What Spiritual Beliefs Mean to Me

Spirituality? Salvation, yes! And it has a great deal to do with our ability to walk on waters which would blur our vision to what is truly sacred if ever we sunk into them.

Without my spiritual beliefs I would have most certainly ended up in prisons. I was caught in a death grip by a severe addiction to alcohol. Escape from it didn’t seem possible. I was in a rage and I was dangerous. But it all changed for me when I discovered the ancient spiritual beliefs of my Anishinabe ancestors.

I had the ability to see, hear, smell and taste like most other human beings as I stumbled without purpose through life. Today I no longer take the blessings my eyes, ears, nose and mouth allow into my life, for granted. My spirituality directs me to heap praise on all goodness God gives, so I can experience the four seasons of life with health and vigour by my side.

My spirituality points to the land as a place to go, to retrieve wisdom and hope. A lake surface freezes over in the winter months. A thick ceiling of ice, snow and crust block out light from where the fish live. A time of darkness befalls the perch but he does not despair. He is aware that in time, sunlight will once again enter his world. And when it does, he rejoices and is thankful. With this I am taught to stay strong, knowing that healing will eventually occur for me no matter what amount of pain might press into my heart today.

The birth of a human being is a miraculous occurrence.
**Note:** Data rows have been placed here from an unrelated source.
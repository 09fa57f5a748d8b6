use std::collections::HashMap;

use editsc_core::constants::{DIRECTORY_SLOTS, HEIGHT_B};
use editsc_core::types::{Block, RegionCoord, WorldCoord};
use glam::IVec2;

use crate::chunk::ChunkB;
use crate::chunk_map::ChunkMap;
use crate::decode::decode_chunk_area;
use crate::error::{ChunksError, FormatError};
use crate::format::{
    DirectoryEntry, Record, DIRECTORY_SIZE, DIRECTORY_WITH_GUARD_SIZE, GUARD_OFFSET, LAYOUT_B,
};
use crate::frames::frames;
use crate::options::CodecOptions;
use crate::verify::PrefixVerifier;

/// A parsed `Chunks32h.dat` file: 65536-slot directory, guard entry, then
/// chunk records of height 256.
///
/// The source buffer is not retained. Round-trip verification borrows it
/// again for the duration of [`serialize_verified`](Self::serialize_verified).
#[derive(Debug, Clone, PartialEq, Eq)]
pub struct ChunksFileB {
    directory: Vec<DirectoryEntry>,
    chunks: ChunkMap<HEIGHT_B>,
}

/// Parse a Layout B buffer with default options.
pub fn parse_layout_b(bytes: &[u8]) -> Result<ChunksFileB, FormatError> {
    parse_layout_b_with(bytes, &CodecOptions::default())
}

/// Parse a Layout B buffer.
pub fn parse_layout_b_with(
    bytes: &[u8],
    options: &CodecOptions,
) -> Result<ChunksFileB, FormatError> {
    if bytes.len() < DIRECTORY_WITH_GUARD_SIZE {
        return Err(FormatError::Truncated {
            expected: DIRECTORY_WITH_GUARD_SIZE,
            actual: bytes.len(),
        });
    }

    // Regular slots only; the guard is validated on its own below.
    let mut directory = Vec::with_capacity(DIRECTORY_SLOTS);
    directory.extend(
        frames(&bytes[..DIRECTORY_SIZE], DirectoryEntry::SIZE, 0)
            .map(|f| DirectoryEntry::unpack(&f)),
    );

    let guard = DirectoryEntry::unpack(&bytes[GUARD_OFFSET..DIRECTORY_WITH_GUARD_SIZE]);
    if guard != DirectoryEntry::GUARD {
        return Err(FormatError::BadGuard {
            x: guard.x,
            z: guard.z,
            index: guard.index,
        });
    }
    log::debug!(
        "Layout B directory: {} of {} slots in use",
        directory.iter().filter(|e| e.is_used()).count(),
        DIRECTORY_SLOTS
    );

    let chunks = decode_chunk_area::<HEIGHT_B>(bytes, &LAYOUT_B, options)?;
    let file = ChunksFileB { directory, chunks };
    if options.validate_directory {
        file.check_slots()?;
    }

    log::info!("Parsed Layout B file: {} chunks", file.chunks.len());
    Ok(file)
}

impl ChunksFileB {
    pub fn chunk_at(&self, x: i32, z: i32) -> Option<&ChunkB> {
        self.chunks.get(&IVec2::new(x, z))
    }

    pub fn chunk_at_mut(&mut self, x: i32, z: i32) -> Option<&mut ChunkB> {
        self.chunks.get_mut(&IVec2::new(x, z))
    }

    /// All chunks, in file order.
    pub fn chunks(&self) -> &ChunkMap<HEIGHT_B> {
        &self.chunks
    }

    pub fn chunks_mut(&mut self) -> &mut ChunkMap<HEIGHT_B> {
        &mut self.chunks
    }

    /// The 65536 regular directory slots in on-disk order (guard excluded).
    pub fn directory(&self) -> &[DirectoryEntry] {
        &self.directory
    }

    pub fn block_at_world(&self, world: WorldCoord) -> Option<Block> {
        self.chunks.block_at_world(world)
    }

    pub fn set_block_at_world(&mut self, world: WorldCoord, block: Block) -> bool {
        self.chunks.set_block_at_world(world, block)
    }

    /// Check the directory against the chunk area.
    ///
    /// Every in-use slot (index other than -1) must carry a non-negative
    /// coordinate and point at an existing chunk position. The chunk at file
    /// position `i` must be named by exactly one in-use slot, and that slot
    /// must point at `i`.
    pub fn check_slots(&self) -> Result<(), FormatError> {
        let slots = self.slot_index()?;
        for (position, chunk) in self.chunks.iter().enumerate() {
            check_chunk_slot(&slots, chunk.coord(), position)?;
        }
        Ok(())
    }

    /// In-use slot indices keyed by coordinate. Fails on in-use entries that
    /// no chunk can match.
    fn slot_index(&self) -> Result<HashMap<RegionCoord, Vec<i32>>, FormatError> {
        let mut slots: HashMap<RegionCoord, Vec<i32>> = HashMap::new();
        for (slot, entry) in self.directory.iter().enumerate() {
            if !entry.is_used() {
                continue;
            }
            if entry.x < 0 || entry.z < 0 {
                return Err(FormatError::NegativeSlotCoord {
                    slot,
                    x: entry.x,
                    z: entry.z,
                });
            }
            if entry.index as usize >= self.chunks.len() {
                return Err(FormatError::DanglingSlot {
                    slot,
                    x: entry.x,
                    z: entry.z,
                    index: entry.index,
                    chunks: self.chunks.len(),
                });
            }
            slots.entry(entry.coord()).or_default().push(entry.index);
        }
        Ok(slots)
    }

    /// Re-encode the file without comparing against any source.
    ///
    /// Emits the directory, the guard entry, then each chunk in map order.
    /// Slot consistency is still enforced, since a chunk the directory does
    /// not point at would be unreachable in the written file.
    pub fn encode(&self) -> Result<Vec<u8>, FormatError> {
        self.encode_inner::<FormatError>(|_| Ok(()))
    }

    /// Same as [`encode`](Self::encode). Verification is opt-in through
    /// [`serialize_verified`](Self::serialize_verified).
    pub fn serialize(&self) -> Result<Vec<u8>, FormatError> {
        self.encode()
    }

    /// Re-encode the file and require the output to equal `source` byte for
    /// byte. The comparison runs after every section, so the error carries
    /// the first diverging offset.
    pub fn serialize_verified(&self, source: &[u8]) -> Result<Vec<u8>, ChunksError> {
        let mut verifier = PrefixVerifier::new(source);
        let out = self.encode_inner::<ChunksError>(|out| Ok(verifier.check(out)?))?;
        verifier.finish(&out)?;
        log::debug!("Round trip verified: {} bytes", out.len());
        Ok(out)
    }

    /// Shared encoder; `after_section` runs after the directory, the guard
    /// and each chunk record.
    fn encode_inner<E: From<FormatError>>(
        &self,
        mut after_section: impl FnMut(&[u8]) -> Result<(), E>,
    ) -> Result<Vec<u8>, E> {
        let total = DIRECTORY_WITH_GUARD_SIZE + self.chunks.len() * LAYOUT_B.chunk_record_size();
        let mut out = Vec::with_capacity(total);

        for entry in &self.directory {
            entry.pack(&mut out);
        }
        after_section(&out)?;

        DirectoryEntry::GUARD.pack(&mut out);
        after_section(&out)?;

        let slots = self.slot_index()?;
        for (position, chunk) in self.chunks.iter().enumerate() {
            check_chunk_slot(&slots, chunk.coord(), position)?;
            chunk.encode(&LAYOUT_B, &mut out);
            after_section(&out)?;
        }

        Ok(out)
    }
}

fn check_chunk_slot(
    slots: &HashMap<RegionCoord, Vec<i32>>,
    coord: RegionCoord,
    position: usize,
) -> Result<(), FormatError> {
    let indices = slots.get(&coord).ok_or(FormatError::MissingSlot {
        x: coord.x,
        z: coord.y,
        position,
    })?;
    if let Some(&index) = indices.iter().find(|&&i| i as usize != position) {
        return Err(FormatError::SlotMismatch {
            x: coord.x,
            z: coord.y,
            position,
            index,
        });
    }
    if indices.len() > 1 {
        return Err(FormatError::DuplicateSlot {
            x: coord.x,
            z: coord.y,
            count: indices.len(),
        });
    }
    Ok(())
}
And because it is women who provide the womb and water in which the heart of a human being begins to drum, women hold a special place of honour in our spirituality. Long before other peoples came here, women of the Anishinabeg nations were entrusted to be keepers of the waters. It was they whose prayers, rituals and ceremonies were believed would keep the lake, river and stream free of poisons. Women were honoured as leaders and were feasted as gatherers of the many medicines the land generously provided to the Peoples so all would enjoy good health.

The duty of the men is to gather, and make ever ready for future generations, the kindling that keeps the fire of “life’s purpose” burning brightly.

The children are wise teachers and a constant reminder to us as to why we must keep the land healthy. My spiritual beliefs direct me to honour the children and to stand with humility before the old people of my community who dedicate the last years of their lives towards the health and wellbeing of our future generations.

After life has left my heart and the memories I held dear have been placed into the care of my children, I will awake to a world anew. My ancestors will greet me with honour songs and a great feast will take place. And forevermore, I will be surrounded by love and peace.

Keep the Circle Strong,
Albert “South Wind” Dumont.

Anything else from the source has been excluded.